Исходно песня и в самом деле была инспирирована разрывом Моррисона с его подругой Мэри Вербелоу. Дело было в 1966 году, The Doors образовались лишь годом раньше, летом 1965-го, когда двое студентов киношколы Лос-Анджелесского университета 21-летний Джим Моррисон и 26-летний Рэй Манзарек познакомились на пляже Венис-бич в Лос-Анджелесе. Моррисон, несмотря на более чем консервативное семейное воспитание – его отец был офицером, а позднее даже адмиралом американского ВМФ – с детства зачитывался древнегреческой и современной философией, поэзией французских символистов и американских битников. Среди его кумиров были Ницше, Рембо, Бодлер, Кокто, Берроуз, Гинзберг, Кафка, Камю, Ферлингетти. Он писал стихи и – дитя рок-эпохи – мечтал превратить их в песни. Манзарек играл на клавишах в какой-то рок-группе, и вскоре, найдя еще двух единомышленников – увлеченного джазом барабанщика Джона Денсмора и поклонника блюза, индийской музыки и фламенко гитариста Робби Кригера – они основали группу, название для которой начитанный Моррисон предложил позаимствовать из эпохальной для контркультуры, описывающей расширение сознания и проникновение в новый мир книги английского писателя Олдоса Хаксли «Двери восприятия», которое в свою очередь было ссылкой на стихи английского художника и поэта XVIII века Уильяма Блейка.

Всю весну и лето 1966 года The Doors активно играли в лос-анджелесских клубах, сначала в довольно затрапезном London Fog, а потом в богемном Whisky a Go-Go на бульваре Sunset. Именно здесь, в бесконечных сессиях в Whisky a Go-Go, родившаяся как лирическое прощание с бывшей возлюбленной “The End” стала превращаться в величественный психоделический опус.

Пульсирующая, оджазированная фактура органа Манзарека, синкопирующие переливы барабанов Денсмора, пронизанные тонкой, ориентальной, воспринятой Кригером через его кумира Рави Шанкара (обратите внимание – 1966 год! Джордж Харрисон только-только нашел для себя индийскую музыку и начал осваивать ситар) индийской мелодикой гитарные соло создавали завораживающий, гипнотический, погружающий в транс музыкальный фон. На этом фоне Моррисон, пропев припев (песня начинается с припева) и первый куплет, которые еще можно трактовать как расставание с любовью (Это конец, мой прекрасный друг/Это конец, мой единственный друг/Конец всем нашим грандиозным планам/Конец всему, что было/Не будет больше покоя и не будет больше сюрпризов/Конец/Я никогда больше не взгляну в твои глаза/Можешь ли ты вообразить/Как это будет/Безгранично и свободно/В отчаянном поиске чужой руки/В отчаянной стране), отправляется в смутное поэтическое странствие, насыщенное загадочной, позволяющей множественные толкования, а то и не поддающейся никакому толкованию образностью.
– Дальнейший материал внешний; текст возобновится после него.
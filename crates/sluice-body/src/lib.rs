//! Sluice Body
//!
//! A node body is the opaque computation behind a leaf node: it receives the
//! node's bound inputs (upstream values, constants and the current sequence
//! element) and returns the values for its declared outputs. The engine does
//! not care how a body is implemented.
//!
//! Bodies are looked up by name through a [`BodyRegistry`] when a workflow is
//! configured and again when a node fires. [`StaticRegistry::builtin`] comes
//! pre-populated with the bodies in [`builtin`].

mod body;
pub mod builtin;
mod error;
mod registry;

pub use body::{Bindings, NodeBody};
pub use error::BodyError;
pub use registry::{BodyRegistry, StaticRegistry};

/// A registry holding every built-in body.
pub fn builtin_registry() -> StaticRegistry {
  StaticRegistry::builtin()
}
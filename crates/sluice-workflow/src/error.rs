use thiserror::Error;

/// Static defects in a workflow definition, detected at configure time.
#[derive(Debug, Clone, PartialEq, Eq, Error)]
pub enum ConfigurationError {
  #[error("invalid flow path '{path}': {reason}")]
  InvalidPath { path: String, reason: String },

  #[error("{what} name must not be empty")]
  EmptyName { what: String },

  #[error("duplicate node name '{node}' in workflow '{workflow}'")]
  DuplicateNode { workflow: String, node: String },

  #[error("no outflow matching inflow '{label}' ({path}) of node '{node}' in workflow '{workflow}'")]
  UnresolvedInflow {
    workflow: String,
    node: String,
    label: String,
    path: String,
  },

  #[error("no node produces external outflow '{key}' ({path}) of workflow '{workflow}'")]
  UnresolvedOutflow {
    workflow: String,
    key: String,
    path: String,
  },

  #[error("no node consumes inflow '{key}' ({path}) of composite workflow '{workflow}'")]
  UnconsumedInflow {
    workflow: String,
    key: String,
    path: String,
  },

  #[error("node '{node}' uses unknown body '{body}'")]
  UnknownBody { node: String, body: String },

  #[error("sequence '{label}' of node '{node}' has {actual} elements, expected {expected}")]
  SequenceLength {
    node: String,
    label: String,
    expected: usize,
    actual: usize,
  },

  #[error("multiple input sources with label '{label}' on node '{node}'")]
  BindingConflict { node: String, label: String },

  #[error("path {path} in workflow '{workflow}' has multiple producers: {producers:?}")]
  DuplicateProducer {
    workflow: String,
    path: String,
    producers: Vec<String>,
  },
}
//! Flow bindings between node-local names and flow paths.
//!
//! Both binding kinds accept a shorthand string form or a full object form:
//!
//! ```json
//! {
//!   "inflows": {
//!     "x": "/multiplier",
//!     "y": { "path": "/multiplicand", "receive_once": true },
//!     "scale": { "path": "/scale", "default": 1 }
//!   },
//!   "outflows": {
//!     "z": "/product",
//!     "note": { "path": "/note", "nullable": true }
//!   }
//! }
//! ```

use serde::{Deserialize, Serialize};
use serde_json::Value;

/// Where a node input comes from.
#[derive(Debug, Clone, PartialEq, Serialize, Deserialize)]
#[serde(untagged)]
pub enum InflowDef {
  /// Shorthand: just the source path.
  Path(String),
  /// Full form with options.
  Detailed {
    path: String,
    /// Take the value once, then reuse it for every later firing of the run.
    #[serde(default)]
    receive_once: bool,
    /// The node may fire without a value on this input.
    #[serde(default)]
    optional: bool,
    /// Bound when no value is available. Implies `optional`.
    #[serde(default, skip_serializing_if = "Option::is_none")]
    default: Option<Value>,
  },
}

impl InflowDef {
  /// An input the node may fire without, bound to `default` when absent.
  pub fn optional(path: impl Into<String>, default: Option<Value>) -> Self {
    InflowDef::Detailed {
      path: path.into(),
      receive_once: false,
      optional: true,
      default,
    }
  }

  pub fn path(&self) -> &str {
    match self {
      InflowDef::Path(path) => path,
      InflowDef::Detailed { path, .. } => path,
    }
  }

  pub fn receive_once(&self) -> bool {
    match self {
      InflowDef::Path(_) => false,
      InflowDef::Detailed { receive_once, .. } => *receive_once,
    }
  }

  pub fn is_optional(&self) -> bool {
    match self {
      InflowDef::Path(_) => false,
      InflowDef::Detailed {
        optional, default, ..
      } => *optional || default.is_some(),
    }
  }

  pub fn default_value(&self) -> Option<&Value> {
    match self {
      InflowDef::Path(_) => None,
      InflowDef::Detailed { default, .. } => default.as_ref(),
    }
  }
}

impl From<&str> for InflowDef {
  fn from(path: &str) -> Self {
    InflowDef::Path(path.to_string())
  }
}

/// Where a node output goes.
#[derive(Debug, Clone, PartialEq, Serialize, Deserialize)]
#[serde(untagged)]
pub enum OutflowDef {
  /// Shorthand: just the destination path.
  Path(String),
  /// Full form with options.
  Detailed {
    path: String,
    /// A null (or missing) body output is silently not published.
    #[serde(default)]
    nullable: bool,
  },
}

impl OutflowDef {
  pub fn path(&self) -> &str {
    match self {
      OutflowDef::Path(path) => path,
      OutflowDef::Detailed { path, .. } => path,
    }
  }

  pub fn nullable(&self) -> bool {
    match self {
      OutflowDef::Path(_) => false,
      OutflowDef::Detailed { nullable, .. } => *nullable,
    }
  }
}

impl From<&str> for OutflowDef {
  fn from(path: &str) -> Self {
    OutflowDef::Path(path.to_string())
  }
}
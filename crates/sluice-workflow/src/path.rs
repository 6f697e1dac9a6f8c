use std::fmt;

use serde::{Deserialize, Serialize};

use crate::error::ConfigurationError;

/// An absolute, normalized slot address in a value store.
#[derive(Debug, Clone, PartialEq, Eq, PartialOrd, Ord, Hash, Serialize, Deserialize)]
#[serde(transparent)]
pub struct FlowPath(String);

impl FlowPath {
  pub fn as_str(&self) -> &str {
    &self.0
  }
}

impl fmt::Display for FlowPath {
  fn fmt(&self, f: &mut fmt::Formatter<'_>) -> fmt::Result {
    f.write_str(&self.0)
  }
}

impl AsRef<str> for FlowPath {
  fn as_ref(&self) -> &str {
    &self.0
  }
}

/// The root namespace of one workflow level.
///
/// The top-level workflow has an empty root. A workflow nested in composite
/// `node` of workflow `parent` is rooted at `<parent root>/<parent>.<node>`.
#[derive(Debug, Clone, Default, PartialEq, Eq, Serialize, Deserialize)]
#[serde(transparent)]
pub struct Namespace(String);

impl Namespace {
  pub fn top() -> Self {
    Self::default()
  }

  pub fn root(&self) -> &str {
    &self.0
  }

  /// Namespace of the workflow owned by composite `node` of `workflow`.
  pub fn nested(&self, workflow: &str, node: &str) -> Namespace {
    Namespace(format!("{}/{}.{}", self.0, workflow, node))
  }

  /// Resolve a path declared by `node`.
  ///
  /// Rooted paths (leading `/`) resolve against this namespace; relative
  /// paths resolve against `<root>/<node>/`.
  pub fn resolve(&self, node: &str, raw: &str) -> Result<FlowPath, ConfigurationError> {
    match raw.strip_prefix('/') {
      Some(rest) => self.join(&self.0, raw, rest),
      None => self.join(&format!("{}/{}", self.0, node), raw, raw),
    }
  }

  /// Resolve a workflow-level (external) path. Relative paths are treated as
  /// rooted since there is no owning node.
  pub fn resolve_external(&self, raw: &str) -> Result<FlowPath, ConfigurationError> {
    let rest = raw.strip_prefix('/').unwrap_or(raw);
    self.join(&self.0, raw, rest)
  }

  fn join(&self, base: &str, raw: &str, rest: &str) -> Result<FlowPath, ConfigurationError> {
    let invalid = |reason: &str| ConfigurationError::InvalidPath {
      path: raw.to_string(),
      reason: reason.to_string(),
    };

    if rest.is_empty() {
      return Err(invalid("path is empty"));
    }
    if rest.ends_with('/') {
      return Err(invalid("trailing slash"));
    }
    for segment in rest.split('/') {
      match segment {
        "" => return Err(invalid("empty segment")),
        "." | ".." => return Err(invalid("relative segment")),
        _ => {}
      }
    }

    Ok(FlowPath(format!("{}/{}", base, rest)))
  }
}

impl fmt::Display for Namespace {
  fn fmt(&self, f: &mut fmt::Formatter<'_>) -> fmt::Result {
    if self.0.is_empty() {
      f.write_str("/")
    } else {
      f.write_str(&self.0)
    }
  }
}

#[cfg(test)]
mod tests {
  use super::*;

  #[test]
  fn test_rooted_path_at_top_level() {
    let ns = Namespace::top();
    assert_eq!(ns.resolve("a", "/x").unwrap().as_str(), "/x");
    assert_eq!(ns.resolve("a", "/x/y").unwrap().as_str(), "/x/y");
  }

  #[test]
  fn test_relative_path_is_node_scoped() {
    let ns = Namespace::top();
    assert_eq!(ns.resolve("adder", "sum").unwrap().as_str(), "/adder/sum");
  }

  #[test]
  fn test_nested_namespace() {
    let ns = Namespace::top().nested("top", "multiplier");
    assert_eq!(ns.root(), "/top.multiplier");
    assert_eq!(
      ns.resolve("inner", "/product").unwrap().as_str(),
      "/top.multiplier/product"
    );
    assert_eq!(
      ns.resolve("inner", "tmp").unwrap().as_str(),
      "/top.multiplier/inner/tmp"
    );

    let deeper = ns.nested("multiplier", "inner");
    assert_eq!(deeper.root(), "/top.multiplier/multiplier.inner");
  }

  #[test]
  fn test_external_paths() {
    let ns = Namespace::top();
    assert_eq!(ns.resolve_external("/x").unwrap().as_str(), "/x");
    assert_eq!(ns.resolve_external("x").unwrap().as_str(), "/x");
  }

  #[test]
  fn test_invalid_paths() {
    let ns = Namespace::top();
    for raw in ["", "/", "/a//b", "/a/", "a/./b", "/../x"] {
      let err = ns.resolve("n", raw).unwrap_err();
      assert!(
        matches!(err, ConfigurationError::InvalidPath { .. }),
        "{raw:?} should be invalid"
      );
    }
  }
}
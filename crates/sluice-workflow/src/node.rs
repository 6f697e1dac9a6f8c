use std::collections::BTreeMap;

use serde::{Deserialize, Serialize};
use serde_json::Value;
use sluice_config::ValueType;

use crate::path::FlowPath;
use crate::workflow::Workflow;

/// A compiled node with every binding resolved to an absolute path.
#[derive(Debug, Clone, PartialEq, Serialize, Deserialize)]
pub struct Node {
  pub name: String,
  pub kind: NodeKind,
  pub inputs: Vec<InputBinding>,
  pub outputs: Vec<OutputBinding>,
  pub types: BTreeMap<String, ValueType>,
  pub constants: BTreeMap<String, Value>,
  pub sequences: BTreeMap<String, Vec<Value>>,
  /// Initial values of state variables carried between firings of one run.
  pub state: BTreeMap<String, Value>,
  /// Maximum firings per run; `None` means unbounded.
  pub firing_limit: Option<u64>,
}

#[derive(Debug, Clone, PartialEq, Serialize, Deserialize)]
#[serde(tag = "type", rename_all = "snake_case")]
pub enum NodeKind {
  Leaf { body: String },
  /// Boundary keys of the nested workflow are the labels of this node's
  /// input and output bindings.
  Composite { workflow: Box<Workflow> },
}

#[derive(Debug, Clone, PartialEq, Serialize, Deserialize)]
pub struct InputBinding {
  pub label: String,
  pub path: FlowPath,
  pub receive_once: bool,
  /// Does not gate firing.
  pub optional: bool,
  /// Bound in place of a missing optional value.
  pub default: Option<Value>,
}

#[derive(Debug, Clone, PartialEq, Eq, Serialize, Deserialize)]
pub struct OutputBinding {
  pub label: String,
  pub path: FlowPath,
  pub nullable: bool,
}

impl Node {
  pub fn is_composite(&self) -> bool {
    matches!(self.kind, NodeKind::Composite { .. })
  }

  /// Length of this node's sequences, if it has any.
  pub fn sequence_len(&self) -> Option<usize> {
    self.sequences.values().next().map(Vec::len)
  }

  /// Inputs that must hold a value before the node can fire.
  pub fn required_inputs(&self) -> impl Iterator<Item = &InputBinding> {
    self.inputs.iter().filter(|input| !input.optional)
  }

  pub fn declared_type(&self, label: &str) -> ValueType {
    self.types.get(label).copied().unwrap_or_default()
  }

  /// Sequence elements bound for the zero-based firing `index`.
  pub fn sequence_elements(&self, index: usize) -> BTreeMap<String, Value> {
    self
      .sequences
      .iter()
      .filter_map(|(label, values)| values.get(index).map(|v| (label.clone(), v.clone())))
      .collect()
  }
}

#[cfg(test)]
mod tests {
  use super::*;
  use serde_json::json;

  fn leaf() -> Node {
    Node {
      name: "greeter".to_string(),
      kind: NodeKind::Leaf {
        body: "identity".to_string(),
      },
      inputs: vec![],
      outputs: vec![],
      types: BTreeMap::from([("n".to_string(), ValueType::Integer)]),
      constants: BTreeMap::new(),
      sequences: BTreeMap::from([
        ("g".to_string(), vec![json!("Hello"), json!("Bye")]),
        ("n".to_string(), vec![json!(1), json!(2)]),
      ]),
      state: BTreeMap::new(),
      firing_limit: Some(2),
    }
  }

  #[test]
  fn test_sequence_elements() {
    let node = leaf();
    assert_eq!(node.sequence_len(), Some(2));

    let second = node.sequence_elements(1);
    assert_eq!(second["g"], json!("Bye"));
    assert_eq!(second["n"], json!(2));
    assert!(node.sequence_elements(2).is_empty());
  }

  #[test]
  fn test_declared_type_defaults_to_any() {
    let node = leaf();
    assert_eq!(node.declared_type("n"), ValueType::Integer);
    assert_eq!(node.declared_type("g"), ValueType::Any);
    assert!(!node.is_composite());
  }
}
use serde::{Deserialize, Serialize};

/// Declared type of a node-local variable.
///
/// Only simple primitive types are supported; `Any` disables checking.
#[derive(Debug, Clone, Copy, PartialEq, Eq, Hash, Default, Serialize, Deserialize)]
#[serde(rename_all = "snake_case")]
pub enum ValueType {
  Integer,
  Number,
  String,
  Boolean,
  List,
  Map,
  #[default]
  Any,
}

impl ValueType {
  /// Infer the type of a concrete value.
  pub fn of(value: &serde_json::Value) -> Self {
    match value {
      serde_json::Value::Bool(_) => ValueType::Boolean,
      serde_json::Value::Number(n) if n.is_i64() || n.is_u64() => ValueType::Integer,
      serde_json::Value::Number(_) => ValueType::Number,
      serde_json::Value::String(_) => ValueType::String,
      serde_json::Value::Array(_) => ValueType::List,
      serde_json::Value::Object(_) => ValueType::Map,
      serde_json::Value::Null => ValueType::Any,
    }
  }

  /// Whether `value` already conforms to this type without coercion.
  pub fn accepts(&self, value: &serde_json::Value) -> bool {
    match self {
      ValueType::Any => true,
      // Integers are numbers too
      ValueType::Number => value.is_number(),
      other => ValueType::of(value) == *other,
    }
  }

  pub fn as_str(&self) -> &'static str {
    match self {
      ValueType::Integer => "integer",
      ValueType::Number => "number",
      ValueType::String => "string",
      ValueType::Boolean => "boolean",
      ValueType::List => "list",
      ValueType::Map => "map",
      ValueType::Any => "any",
    }
  }
}

impl std::fmt::Display for ValueType {
  fn fmt(&self, f: &mut std::fmt::Formatter<'_>) -> std::fmt::Result {
    f.write_str(self.as_str())
  }
}
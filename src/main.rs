use std::collections::BTreeMap;
use std::path::{Path, PathBuf};
use std::sync::Arc;

use anyhow::{Context, Result, bail};
use clap::{Args, Parser, Subcommand};
use serde_json::{Value, json};
use tokio::sync::Semaphore;
use tokio_util::sync::CancellationToken;
use tracing::warn;
use tracing_subscriber::layer::SubscriberExt;
use tracing_subscriber::util::SubscriberInitExt;
use tracing_subscriber::{EnvFilter, fmt};

use sluice_body::builtin_registry;
use sluice_config::WorkflowDef;
use sluice_resolver::ResolverOptions;
use sluice_runtime::{RunError, Runtime, RuntimeConfig, WorkflowInstance};

/// Sluice - a reactive dataflow workflow engine
#[derive(Parser)]
#[command(name = "sluice")]
#[command(version, about, long_about = None)]
struct Cli {
  /// Maximum node firings per workflow level in one run
  #[arg(long, global = true)]
  max_firings: Option<u64>,

  /// Reject workflows where a path has more than one producer
  #[arg(long, global = true)]
  strict_producers: bool,

  /// Do not report values left unconsumed at the end of a run
  #[arg(long, global = true)]
  quiet_unused: bool,

  #[command(subcommand)]
  command: Option<Commands>,
}

#[derive(Subcommand)]
enum Commands {
  /// Resolve a workflow and print its compiled structure
  Validate {
    /// Path to the workflow file (JSON)
    workflow_file: PathBuf,
  },

  /// Run a workflow once and print its outputs
  Run {
    /// Path to the workflow file (JSON)
    workflow_file: PathBuf,

    #[command(flatten)]
    inputs: InputArgs,
  },

  /// Run a workflow once per value of one input, in parallel
  Sweep {
    /// Path to the workflow file (JSON)
    workflow_file: PathBuf,

    /// The inflow key to sweep over
    #[arg(long)]
    input: String,

    /// JSON array of values for the swept inflow
    #[arg(long)]
    values: String,

    #[command(flatten)]
    inputs: InputArgs,

    /// Number of runs in flight at once
    #[arg(long, default_value_t = 4)]
    concurrency: usize,
  },
}

#[derive(Args)]
struct InputArgs {
  /// Inflow value as key=value; the value is parsed as JSON, else taken as a string
  #[arg(long = "set", value_name = "KEY=VALUE")]
  sets: Vec<String>,
}

impl InputArgs {
  fn parse(&self) -> Result<Vec<(String, Value)>> {
    self.sets.iter().map(|s| parse_assignment(s)).collect()
  }
}

fn main() -> Result<()> {
  tracing_subscriber::registry()
    .with(EnvFilter::try_from_default_env().unwrap_or_else(|_| EnvFilter::new("info")))
    .with(fmt::layer().with_writer(std::io::stderr))
    .init();

  let cli = Cli::parse();

  let config = RuntimeConfig {
    report_unused_data: !cli.quiet_unused,
    max_firings: cli.max_firings,
  };
  let options = ResolverOptions {
    strict_producers: cli.strict_producers,
  };

  match cli.command {
    Some(Commands::Validate { workflow_file }) => {
      validate(&workflow_file, config, options)?;
    }
    Some(Commands::Run {
      workflow_file,
      inputs,
    }) => {
      run_workflow(&workflow_file, &inputs.parse()?, config, options)?;
    }
    Some(Commands::Sweep {
      workflow_file,
      input,
      values,
      inputs,
      concurrency,
    }) => {
      let values: Vec<Value> =
        serde_json::from_str(&values).context("--values must be a JSON array")?;
      let fixed = inputs.parse()?;
      let rt = tokio::runtime::Runtime::new()?;
      let results = rt.block_on(async {
        let runtime = configured_runtime(&workflow_file, config, options)?;
        sweep(runtime, input, values, fixed, concurrency).await
      })?;
      println!("{}", serde_json::to_string_pretty(&results)?);
    }
    None => {
      println!("sluice - use --help to see available commands");
    }
  }

  Ok(())
}

fn load_definition(workflow_file: &Path) -> Result<WorkflowDef> {
  let content = std::fs::read_to_string(workflow_file)
    .with_context(|| format!("failed to read workflow file: {}", workflow_file.display()))?;

  serde_json::from_str(&content)
    .with_context(|| format!("failed to parse workflow file: {}", workflow_file.display()))
}

fn configured_runtime(
  workflow_file: &Path,
  config: RuntimeConfig,
  options: ResolverOptions,
) -> Result<Runtime> {
  let definition = load_definition(workflow_file)?;
  let mut runtime =
    Runtime::new(definition, Arc::new(builtin_registry()), config).with_resolver_options(options);
  runtime
    .configure()
    .context("failed to configure workflow")?;
  Ok(runtime)
}

/// Split `key=value`, parsing the value as JSON when possible.
fn parse_assignment(raw: &str) -> Result<(String, Value)> {
  let Some((key, value)) = raw.split_once('=') else {
    bail!("expected KEY=VALUE, got '{}'", raw);
  };
  if key.is_empty() {
    bail!("empty key in '{}'", raw);
  }

  let value = serde_json::from_str(value).unwrap_or_else(|_| Value::String(value.to_string()));
  Ok((key.to_string(), value))
}

fn validate(workflow_file: &Path, config: RuntimeConfig, options: ResolverOptions) -> Result<()> {
  let runtime = configured_runtime(workflow_file, config, options)?;
  let Some(workflow) = runtime.workflow() else {
    bail!("workflow was not configured");
  };

  let graph = workflow.graph();
  let nodes: Vec<Value> = workflow
    .nodes
    .iter()
    .map(|node| {
      json!({
        "name": node.name,
        "composite": node.is_composite(),
        "firing_limit": node.firing_limit,
        "inputs": node.inputs.iter().map(|i| i.path.to_string()).collect::<Vec<_>>(),
        "outputs": node.outputs.iter().map(|o| o.path.to_string()).collect::<Vec<_>>(),
        "downstream": graph.downstream(workflow, &node.name),
      })
    })
    .collect();

  let summary = json!({
    "workflow": workflow.name,
    "inflows": workflow.inflows,
    "outflows": workflow.outflows,
    "entry_points": graph.entry_points(),
    "nodes": nodes,
  });
  println!("{}", serde_json::to_string_pretty(&summary)?);
  Ok(())
}

fn run_workflow(
  workflow_file: &Path,
  inputs: &[(String, Value)],
  config: RuntimeConfig,
  options: ResolverOptions,
) -> Result<()> {
  let mut runtime = configured_runtime(workflow_file, config, options)?;

  runtime.initialize()?;
  for (key, value) in inputs {
    runtime
      .set(key, value.clone())
      .with_context(|| format!("failed to set inflow '{}'", key))?;
  }
  runtime.run().context("workflow run failed")?;
  let outputs = runtime.outputs()?;
  runtime.wrapup()?;

  println!("{}", serde_json::to_string_pretty(&outputs)?);
  Ok(())
}

/// One complete initialize/set/run/wrapup cycle on an instance.
fn run_once(
  instance: &mut WorkflowInstance,
  inputs: &[(String, Value)],
) -> Result<BTreeMap<String, Value>, RunError> {
  instance.initialize()?;
  for (key, value) in inputs {
    instance.set(key, value.clone())?;
  }
  instance.run()?;
  let outputs = instance.outputs()?;
  instance.wrapup()?;
  Ok(outputs)
}

async fn sweep(
  runtime: Runtime,
  input: String,
  values: Vec<Value>,
  fixed: Vec<(String, Value)>,
  concurrency: usize,
) -> Result<Vec<Value>> {
  let cancel = CancellationToken::new();
  let watcher = {
    let cancel = cancel.clone();
    tokio::spawn(async move {
      if tokio::signal::ctrl_c().await.is_ok() {
        warn!("interrupted, no further runs will be started");
        cancel.cancel();
      }
    })
  };

  let semaphore = Arc::new(Semaphore::new(concurrency.max(1)));
  let mut handles = Vec::with_capacity(values.len());

  for value in values {
    let permit = tokio::select! {
      _ = cancel.cancelled() => break,
      permit = semaphore.clone().acquire_owned() => permit.context("sweep semaphore closed")?,
    };

    let mut instance = runtime.instance()?;
    let mut inputs = fixed.clone();
    inputs.push((input.clone(), value.clone()));

    handles.push(tokio::task::spawn_blocking(move || {
      let _permit = permit;
      let result = run_once(&mut instance, &inputs);
      (value, result)
    }));
  }

  let joined = futures::future::join_all(handles).await;
  watcher.abort();

  joined
    .into_iter()
    .map(|handle| {
      let (value, result) = handle.context("sweep run panicked")?;
      Ok(match result {
        Ok(outputs) => json!({ "input": value, "outputs": outputs }),
        Err(e) => json!({ "input": value, "error": e.to_string() }),
      })
    })
    .collect()
}

#[cfg(test)]
mod tests {
  use super::*;
  use std::io::Write;

  fn demo(name: &str) -> PathBuf {
    PathBuf::from(env!("CARGO_MANIFEST_DIR")).join("demos").join(name)
  }

  #[test]
  fn test_parse_assignment() {
    assert_eq!(parse_assignment("u=3").unwrap(), ("u".to_string(), json!(3)));
    assert_eq!(
      parse_assignment("name=World").unwrap(),
      ("name".to_string(), json!("World"))
    );
    assert_eq!(
      parse_assignment("xs=[1,2]").unwrap(),
      ("xs".to_string(), json!([1, 2]))
    );
    assert!(parse_assignment("novalue").is_err());
    assert!(parse_assignment("=1").is_err());
  }

  #[test]
  fn test_load_definition_from_file() {
    let mut file = tempfile::NamedTempFile::new().unwrap();
    write!(
      file,
      r#"{{ "name": "tmp", "nodes": [{{ "name": "a", "type": "leaf", "body": "identity" }}] }}"#
    )
    .unwrap();

    let def = load_definition(file.path()).unwrap();
    assert_eq!(def.name, "tmp");
    assert_eq!(def.nodes.len(), 1);
  }

  #[test]
  fn test_load_definition_reports_parse_errors() {
    let mut file = tempfile::NamedTempFile::new().unwrap();
    write!(file, "not json").unwrap();

    let err = load_definition(file.path()).unwrap_err();
    assert!(err.to_string().contains("failed to parse workflow file"));
  }

  #[test]
  fn test_demos_configure() {
    for name in [
      "hello.json",
      "greeting_sequence.json",
      "multiplier_subworkflow.json",
      "multiplier_with_2_inputs.json",
    ] {
      configured_runtime(&demo(name), RuntimeConfig::default(), ResolverOptions::default())
        .unwrap_or_else(|e| panic!("{name}: {e:#}"));
    }
  }

  #[tokio::test(flavor = "multi_thread")]
  async fn test_sweep_multiplier() {
    let runtime = configured_runtime(
      &demo("multiplier_subworkflow.json"),
      RuntimeConfig::default(),
      ResolverOptions::default(),
    )
    .unwrap();

    let values = vec![json!(0), json!(1), json!(2), json!(3)];
    let results = sweep(runtime, "u".to_string(), values, vec![], 2).await.unwrap();

    let products: Vec<Value> = results.iter().map(|r| r["outputs"]["v"].clone()).collect();
    assert_eq!(products, vec![json!(0), json!(2), json!(6), json!(12)]);
  }
}
/// Options controlling configure-time validation.
#[derive(Debug, Clone, Copy, Default, PartialEq, Eq)]
pub struct ResolverOptions {
  /// Reject paths written by more than one producer. When off, conflicting
  /// writes are caught at run time as duplicate writes instead.
  pub strict_producers: bool,
}

impl ResolverOptions {
  pub fn strict() -> Self {
    Self {
      strict_producers: true,
    }
  }
}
Затерянные в римской пустыне боли

Дети безумны,

Все дети безумны.

В ожидании летнего дождя

На краю города – опасность.

Езжай по дороге, бейби.

Странные сцены в золотом руднике.

Езжай на Запад, бейби.

Садись на змея, верхом не змее

К озеру, древнему озеру.

Змей, он длинный, длиной семь миль.

Езжай на змее.

Он стар и чешуя у него холодна.

Запад – лучше всего.

Запад – лучше всего.

Доберись туда, а мы сделаем остальное.

Нас ждет голубой автобус.

Водитель, куда ты нас повезешь?

Интерпретаций этой образности множество. Назову некоторые, которые мне удалось обнаружить в изысканиях дотошных моррисоноведов. «Край города» – то самое экзистенциальное пограничье, открывающееся за «дверями восприятия». «Змей» – библейский змей-искуситель, влекущий из Эдема в неизведанный Запад, последний фронтир, с его «золотыми рудниками», к которому стремились колонисты и на котором, на крайнем западе, на берегу Тихого океана обретались и сами The Doors. «Древнее озеро» – озеро Атитлан в Гватемале, где вроде бы любил бывать Моррисон и берега которого сейчас украшены множеством его портретов. К тому же, к озеру этому ведет «змей» – дорога-серпантин. «Голубой автобус» позволяет двоякое, даже троякое толкование: с одной стороны, в Санта-Монике на самом деле была линия голубых автобусов, маршрут номер 7, которым нередко пользовались музыканты группы; с другой – в их среде бытовал сленговый термин “blue bus”, которым обозначали пользовавшиеся популярностью у лос-анджелесских хиппи голубые наркотические таблетки оксиморфон; и, с третьей, речь может идти о галлюциногенном кактусе пейоте, который мексиканские индейцы называли “el venado azul”, то есть «голубой олень».